In 1898, after the four-month Spanish-American War, the sociologist William Graham Sumner delivered a lecture to the Phi Beta Kappa chapter at Yale called “The Conquest of the United States by Spain.” He argued that in 50 years the American republic would be as big an empire as Spain ever was. In that sense, the Old World’s imperial ideal would have vanquished the Founder’s republican ideal.
This year, the United States will spend $708 billion on defense, a 41 percent increase over what we spent during the Cold War against the huge military apparatus of the Soviet Union—and that does not include the $171 billion that will flow this year into Afghanistan and Iraq (which alone, by the way, is more than the entire military budgets of China and Russia combined). The U.S. military now occupies 737 foreign bases, from Bulgaria to Okinawa. At a time when the Russian president is invited to NATO meetings, we still maintain 13 installations in Germany, with 48,000 U.S. troops.
To operate this vast imperial network, the United States will incur a deficit next year of $1.1 trillion.
Dwight Eisenhower famously warned in 1961 of the threat posed by the military-industrial complex. In 1962, journalist Fred Cook warned in The Warfare State of an economy so enmeshed with military spending that the United States would find itself involved in perpetual conflict to maintain it.
Dallas could stand as a prime example of Cook’s argument.
In November, Dave Michaels of the Dallas Morning News reported that in 2009, the Pentagon spent $21.5 billion on prime contractors based in North Texas, more than triple the $6 billion total in 2000. Moody’s Analytics estimates that 36,000 people are employed here in aerospace manufacturing, mostly for the Pentagon. That includes the F-35 produced by Lockheed Martin. The Pentagon says it wants 2,500 of the new planes at a new, upwardly revised cost of $95 million each (there are three variants of the plane, and the most expensive version will approach $200 million).
One wonders whom the F-35 is supposed to fight. There is no country on earth that even dreams of matching the present U.S. arsenal.
But if Congress used that logic—if it actually got serious about reducing the deficit—to cut the F-35 and other unnecessary military programs, the results would be devastating for the North Texas economy. Our unemployment rate in September was 8.4 percent. A cut in defense spending would cause it to skyrocket and send Dallas into a localized double-dip recession that would take years to overcome.
We like to talk about how well Dallas performed in comparison to other cities in the national recession. But the fact is that our present good fortune rests on massive deficit spending by the U.S. government.
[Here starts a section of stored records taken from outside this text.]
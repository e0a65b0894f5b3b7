// 该文件是 Kanjian （看见） 项目的一部分。
// src/bin/live.rs - 连续实时可视化
//
// 本文件根据 Apache 许可证第 2.0 版（以下简称“许可证”）授权使用；
// 除非遵守该许可证条款，否则您不得使用本文件。
// 您可通过以下网址获取许可证副本：
// http://www.apache.org/licenses/LICENSE-2.0
// 除非适用法律要求或书面同意，根据本许可协议分发的软件均按“原样”提供，
// 不附带任何形式的明示或暗示的保证或条件。
// 有关许可权限与限制的具体条款，请参阅本许可协议。
//
// Copyright (C) 2026 Johann Li <me@qinka.pro>, Wareless Group

use anyhow::Result;
use clap::Parser;
use tracing::info;
use url::Url;

use kanjian::{
  FromUrl,
  config::VizPreset,
  input::InputWrapper,
  model::InferenceEngineBuilder,
  output::OutputWrapper,
  task::{LiveTask, Pipeline, SlotPolicy, Task},
};

/// 摄像头连续采集，后台线程推理和可视化
#[derive(Parser, Debug)]
#[command(author, version, about, long_about = None)]
pub struct Args {
  /// 模型，例如 resnet18:///models/resnet18.onnx?layers=layer2
  #[arg(long, value_name = "MODEL")]
  pub model: Url,
  /// 输入来源
  #[arg(long, value_name = "SOURCE", default_value = "v4l:///dev/video0")]
  pub input: Url,
  /// 可视化预设
  #[arg(long, value_name = "PRESET", default_value = "viz://layer1")]
  pub preset: Url,
  /// 输出路径
  #[arg(long, value_name = "OUTPUT")]
  pub output: Url,
  /// 处理的帧数，0 表示不限
  #[arg(long, value_name = "FRAME_NUMBER", default_value_t = 0)]
  pub frame_number: usize,
  /// 帧槽已满时丢弃新帧而不是替换旧帧
  #[arg(long)]
  pub drop_incoming: bool,
}

fn main() -> Result<()> {
  tracing_subscriber::fmt::init();

  let args = Args::parse();

  info!("模型: {}", args.model);
  info!("输入来源: {}", args.input);
  info!("预设: {}", args.preset);
  info!("输出路径: {}", args.output);

  let preset = VizPreset::from_url(&args.preset)?;
  let engine = InferenceEngineBuilder::from_url(&args.model)?
    .ensure_layer(&preset.layer_id)
    .build()?;
  let pipeline = Pipeline::new(engine, preset)?;
  let input = InputWrapper::from_url(&args.input)?;
  let output = OutputWrapper::from_url(&args.output)?;

  let policy = if args.drop_incoming {
    SlotPolicy::DropIncoming
  } else {
    SlotPolicy::KeepLatest
  };
  let frame_number = (args.frame_number > 0).then_some(args.frame_number);

  LiveTask::default()
    .with_policy(policy)
    .with_frame_number(frame_number)
    .run_task(input, pipeline, output)
}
Fortunately for Dallas, if not for America, those deficits will extend for the next decade. No serious observer believes that a Republican House will even suggest, much less tackle, a serious reduction in military spending. Take, for example, those 737 foreign bases. Who do you think builds and supplies them? Close one-third of them, and the rippling effect would wreak havoc on Republican congressional districts across America. In the last presidential election, Ron Paul was the only candidate of either party who had the temerity to challenge the utter extravagance—and long-term financial folly—of the vast expense of our military expansionism.
I agree with Congressman Paul. But let’s not fool ourselves. Our vast military empire is intrinsic to the American economy. William Graham Sumner was right. When it came down to a battle between two concepts of the modern nation-state, Spain did conquer the United States.